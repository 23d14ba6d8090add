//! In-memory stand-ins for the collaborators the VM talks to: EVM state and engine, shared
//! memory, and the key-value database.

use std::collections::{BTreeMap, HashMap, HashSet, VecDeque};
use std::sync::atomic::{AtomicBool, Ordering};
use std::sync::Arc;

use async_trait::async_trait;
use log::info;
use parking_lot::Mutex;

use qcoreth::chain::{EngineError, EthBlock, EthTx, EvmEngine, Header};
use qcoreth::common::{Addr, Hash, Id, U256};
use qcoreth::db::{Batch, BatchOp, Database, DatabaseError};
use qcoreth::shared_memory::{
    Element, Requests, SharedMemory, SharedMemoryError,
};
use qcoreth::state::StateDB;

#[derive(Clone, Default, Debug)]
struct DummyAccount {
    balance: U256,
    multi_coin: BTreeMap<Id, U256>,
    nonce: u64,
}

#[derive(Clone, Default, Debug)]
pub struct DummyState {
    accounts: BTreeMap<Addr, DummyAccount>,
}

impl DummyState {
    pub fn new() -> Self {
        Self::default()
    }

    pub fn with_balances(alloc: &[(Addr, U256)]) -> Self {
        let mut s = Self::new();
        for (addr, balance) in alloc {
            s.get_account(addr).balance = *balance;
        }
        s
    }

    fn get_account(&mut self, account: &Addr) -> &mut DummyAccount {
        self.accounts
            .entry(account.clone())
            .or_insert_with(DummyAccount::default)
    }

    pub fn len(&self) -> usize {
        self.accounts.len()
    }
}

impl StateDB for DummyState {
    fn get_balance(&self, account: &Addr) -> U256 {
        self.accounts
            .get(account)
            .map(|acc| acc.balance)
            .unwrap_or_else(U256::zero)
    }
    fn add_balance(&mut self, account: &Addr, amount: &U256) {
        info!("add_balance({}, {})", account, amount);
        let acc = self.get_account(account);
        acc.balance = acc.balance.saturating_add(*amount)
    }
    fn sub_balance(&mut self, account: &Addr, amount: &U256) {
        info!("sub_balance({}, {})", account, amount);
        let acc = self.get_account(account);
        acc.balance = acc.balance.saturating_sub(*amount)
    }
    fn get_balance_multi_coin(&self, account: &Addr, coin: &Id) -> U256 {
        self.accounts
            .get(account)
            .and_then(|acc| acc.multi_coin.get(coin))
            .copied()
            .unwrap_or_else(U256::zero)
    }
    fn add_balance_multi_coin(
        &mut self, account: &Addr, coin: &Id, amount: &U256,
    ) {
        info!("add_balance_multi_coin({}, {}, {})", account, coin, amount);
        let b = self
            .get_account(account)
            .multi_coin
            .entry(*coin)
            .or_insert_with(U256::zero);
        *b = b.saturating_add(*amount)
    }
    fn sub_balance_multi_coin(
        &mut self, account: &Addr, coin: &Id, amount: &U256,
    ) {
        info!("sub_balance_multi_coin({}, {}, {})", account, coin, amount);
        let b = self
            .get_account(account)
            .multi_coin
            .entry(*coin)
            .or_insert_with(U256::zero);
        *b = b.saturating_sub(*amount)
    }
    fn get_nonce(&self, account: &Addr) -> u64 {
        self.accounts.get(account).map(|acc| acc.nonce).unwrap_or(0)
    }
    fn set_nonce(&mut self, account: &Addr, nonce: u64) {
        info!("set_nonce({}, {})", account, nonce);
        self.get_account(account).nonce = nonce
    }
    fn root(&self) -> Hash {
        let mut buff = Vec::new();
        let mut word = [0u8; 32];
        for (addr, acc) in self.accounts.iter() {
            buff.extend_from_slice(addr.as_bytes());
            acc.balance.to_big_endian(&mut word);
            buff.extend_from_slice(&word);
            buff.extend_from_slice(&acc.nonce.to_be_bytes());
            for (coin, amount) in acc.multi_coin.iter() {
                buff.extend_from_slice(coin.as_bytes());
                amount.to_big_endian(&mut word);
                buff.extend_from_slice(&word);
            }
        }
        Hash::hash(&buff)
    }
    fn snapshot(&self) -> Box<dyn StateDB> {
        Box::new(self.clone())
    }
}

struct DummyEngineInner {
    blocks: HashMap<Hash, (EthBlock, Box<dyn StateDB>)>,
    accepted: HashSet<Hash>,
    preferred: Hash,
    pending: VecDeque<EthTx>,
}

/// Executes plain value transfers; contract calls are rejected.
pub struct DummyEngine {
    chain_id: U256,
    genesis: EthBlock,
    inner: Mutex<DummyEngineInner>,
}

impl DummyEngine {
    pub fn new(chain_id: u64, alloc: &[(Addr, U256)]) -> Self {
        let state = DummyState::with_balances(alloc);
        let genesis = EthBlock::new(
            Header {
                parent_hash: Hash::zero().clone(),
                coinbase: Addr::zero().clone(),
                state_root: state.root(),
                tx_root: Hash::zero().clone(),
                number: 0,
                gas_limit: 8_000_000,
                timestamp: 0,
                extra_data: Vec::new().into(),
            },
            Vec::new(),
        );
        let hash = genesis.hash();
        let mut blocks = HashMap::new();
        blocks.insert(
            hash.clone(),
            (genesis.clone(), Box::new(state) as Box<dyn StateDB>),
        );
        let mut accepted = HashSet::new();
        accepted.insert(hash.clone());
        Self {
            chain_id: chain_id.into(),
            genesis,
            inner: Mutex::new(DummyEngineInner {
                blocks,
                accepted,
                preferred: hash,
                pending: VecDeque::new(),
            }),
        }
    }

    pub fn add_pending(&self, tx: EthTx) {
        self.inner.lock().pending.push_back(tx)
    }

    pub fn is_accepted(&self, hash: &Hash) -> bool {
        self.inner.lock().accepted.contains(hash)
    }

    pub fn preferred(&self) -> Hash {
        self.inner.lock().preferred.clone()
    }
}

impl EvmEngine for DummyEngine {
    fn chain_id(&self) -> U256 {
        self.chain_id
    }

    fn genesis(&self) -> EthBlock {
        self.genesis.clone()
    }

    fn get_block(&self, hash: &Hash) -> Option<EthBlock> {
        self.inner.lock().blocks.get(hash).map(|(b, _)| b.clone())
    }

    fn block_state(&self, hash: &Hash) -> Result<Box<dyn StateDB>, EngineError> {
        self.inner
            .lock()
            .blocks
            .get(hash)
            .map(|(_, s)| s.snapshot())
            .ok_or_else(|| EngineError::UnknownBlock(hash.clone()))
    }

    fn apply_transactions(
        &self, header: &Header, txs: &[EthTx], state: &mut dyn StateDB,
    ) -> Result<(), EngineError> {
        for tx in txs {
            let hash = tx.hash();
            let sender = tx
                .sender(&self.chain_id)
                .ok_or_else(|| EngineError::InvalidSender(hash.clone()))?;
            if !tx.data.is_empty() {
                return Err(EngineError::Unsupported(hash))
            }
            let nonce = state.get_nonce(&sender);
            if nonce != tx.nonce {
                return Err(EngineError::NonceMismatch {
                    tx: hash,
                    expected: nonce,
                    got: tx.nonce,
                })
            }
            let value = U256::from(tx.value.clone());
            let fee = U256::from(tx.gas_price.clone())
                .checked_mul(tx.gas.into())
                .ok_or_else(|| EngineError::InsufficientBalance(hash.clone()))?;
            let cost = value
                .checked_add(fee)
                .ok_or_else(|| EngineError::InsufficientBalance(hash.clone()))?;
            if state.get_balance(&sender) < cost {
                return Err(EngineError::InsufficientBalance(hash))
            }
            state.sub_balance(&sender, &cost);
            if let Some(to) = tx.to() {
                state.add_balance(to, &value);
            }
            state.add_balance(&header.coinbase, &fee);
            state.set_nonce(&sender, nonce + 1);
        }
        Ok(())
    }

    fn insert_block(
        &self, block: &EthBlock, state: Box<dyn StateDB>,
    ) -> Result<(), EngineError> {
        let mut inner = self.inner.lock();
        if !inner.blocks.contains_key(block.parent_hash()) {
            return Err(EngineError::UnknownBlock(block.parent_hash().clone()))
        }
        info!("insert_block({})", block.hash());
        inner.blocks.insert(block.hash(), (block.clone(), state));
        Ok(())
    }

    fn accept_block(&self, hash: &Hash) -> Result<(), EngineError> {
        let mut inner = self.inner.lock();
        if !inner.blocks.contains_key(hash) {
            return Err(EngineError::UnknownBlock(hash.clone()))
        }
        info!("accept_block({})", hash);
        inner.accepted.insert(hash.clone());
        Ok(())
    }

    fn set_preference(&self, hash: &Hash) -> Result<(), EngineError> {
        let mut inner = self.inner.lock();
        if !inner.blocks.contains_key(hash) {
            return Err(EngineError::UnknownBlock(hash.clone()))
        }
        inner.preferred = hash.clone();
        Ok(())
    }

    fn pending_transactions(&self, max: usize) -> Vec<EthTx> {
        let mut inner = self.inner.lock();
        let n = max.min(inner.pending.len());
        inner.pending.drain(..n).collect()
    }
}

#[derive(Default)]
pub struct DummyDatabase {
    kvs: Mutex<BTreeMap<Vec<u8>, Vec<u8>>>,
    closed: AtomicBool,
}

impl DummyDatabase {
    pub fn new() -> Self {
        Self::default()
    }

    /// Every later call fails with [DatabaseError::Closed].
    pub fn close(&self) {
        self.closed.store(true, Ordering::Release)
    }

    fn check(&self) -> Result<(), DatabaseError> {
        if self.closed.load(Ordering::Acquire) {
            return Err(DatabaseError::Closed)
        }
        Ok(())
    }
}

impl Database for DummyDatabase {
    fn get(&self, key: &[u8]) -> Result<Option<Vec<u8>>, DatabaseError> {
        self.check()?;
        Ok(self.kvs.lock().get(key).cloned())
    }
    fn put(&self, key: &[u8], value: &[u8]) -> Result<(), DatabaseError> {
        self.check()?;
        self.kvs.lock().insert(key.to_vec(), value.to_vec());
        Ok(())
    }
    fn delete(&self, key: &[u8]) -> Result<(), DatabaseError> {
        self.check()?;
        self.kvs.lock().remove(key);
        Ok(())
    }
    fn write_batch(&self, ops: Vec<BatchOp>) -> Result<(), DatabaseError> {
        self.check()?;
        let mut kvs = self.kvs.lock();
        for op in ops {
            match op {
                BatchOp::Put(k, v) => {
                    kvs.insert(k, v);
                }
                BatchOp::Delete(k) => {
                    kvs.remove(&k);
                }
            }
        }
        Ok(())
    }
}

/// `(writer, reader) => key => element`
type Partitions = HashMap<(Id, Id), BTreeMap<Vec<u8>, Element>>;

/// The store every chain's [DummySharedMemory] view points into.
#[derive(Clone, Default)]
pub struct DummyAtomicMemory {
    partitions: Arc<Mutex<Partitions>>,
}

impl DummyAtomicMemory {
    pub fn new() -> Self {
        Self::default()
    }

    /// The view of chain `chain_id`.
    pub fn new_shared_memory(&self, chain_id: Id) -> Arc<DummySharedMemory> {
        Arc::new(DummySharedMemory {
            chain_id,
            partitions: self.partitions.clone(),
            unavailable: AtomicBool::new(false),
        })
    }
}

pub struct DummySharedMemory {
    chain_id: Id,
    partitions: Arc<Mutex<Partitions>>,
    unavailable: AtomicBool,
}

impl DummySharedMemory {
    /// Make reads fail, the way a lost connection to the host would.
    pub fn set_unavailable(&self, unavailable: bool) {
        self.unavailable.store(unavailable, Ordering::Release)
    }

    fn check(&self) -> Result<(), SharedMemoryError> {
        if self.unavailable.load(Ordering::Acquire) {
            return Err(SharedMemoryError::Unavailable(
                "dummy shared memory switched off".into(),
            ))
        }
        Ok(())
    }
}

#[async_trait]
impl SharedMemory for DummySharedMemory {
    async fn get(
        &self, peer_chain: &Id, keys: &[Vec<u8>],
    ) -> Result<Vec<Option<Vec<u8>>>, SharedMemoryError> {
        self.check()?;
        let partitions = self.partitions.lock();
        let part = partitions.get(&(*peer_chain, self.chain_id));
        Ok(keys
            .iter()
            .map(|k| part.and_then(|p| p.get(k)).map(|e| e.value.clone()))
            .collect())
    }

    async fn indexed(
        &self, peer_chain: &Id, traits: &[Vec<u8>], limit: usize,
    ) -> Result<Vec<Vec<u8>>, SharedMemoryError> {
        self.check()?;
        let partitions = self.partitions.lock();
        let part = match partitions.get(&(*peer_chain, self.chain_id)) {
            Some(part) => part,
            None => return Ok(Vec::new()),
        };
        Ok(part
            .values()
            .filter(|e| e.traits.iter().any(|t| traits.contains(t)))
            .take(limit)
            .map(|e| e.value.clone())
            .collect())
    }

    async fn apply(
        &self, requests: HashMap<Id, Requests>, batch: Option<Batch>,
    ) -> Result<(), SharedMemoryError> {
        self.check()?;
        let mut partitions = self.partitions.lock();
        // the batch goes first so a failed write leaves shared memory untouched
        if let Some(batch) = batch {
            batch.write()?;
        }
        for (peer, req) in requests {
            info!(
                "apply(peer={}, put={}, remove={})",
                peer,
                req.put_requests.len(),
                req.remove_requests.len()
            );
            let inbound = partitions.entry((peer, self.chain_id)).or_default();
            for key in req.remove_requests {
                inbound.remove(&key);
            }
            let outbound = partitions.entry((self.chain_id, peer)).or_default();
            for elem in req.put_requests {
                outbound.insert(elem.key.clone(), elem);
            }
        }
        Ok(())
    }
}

◆ WORK TO BE COMPLETED
From the entries above, select each line containing the string "inbound".

◆ EXERCISE RESPONSE
            let inbound = partitions.entry((peer, self.chain_id)).or_default();
                inbound.remove(&key);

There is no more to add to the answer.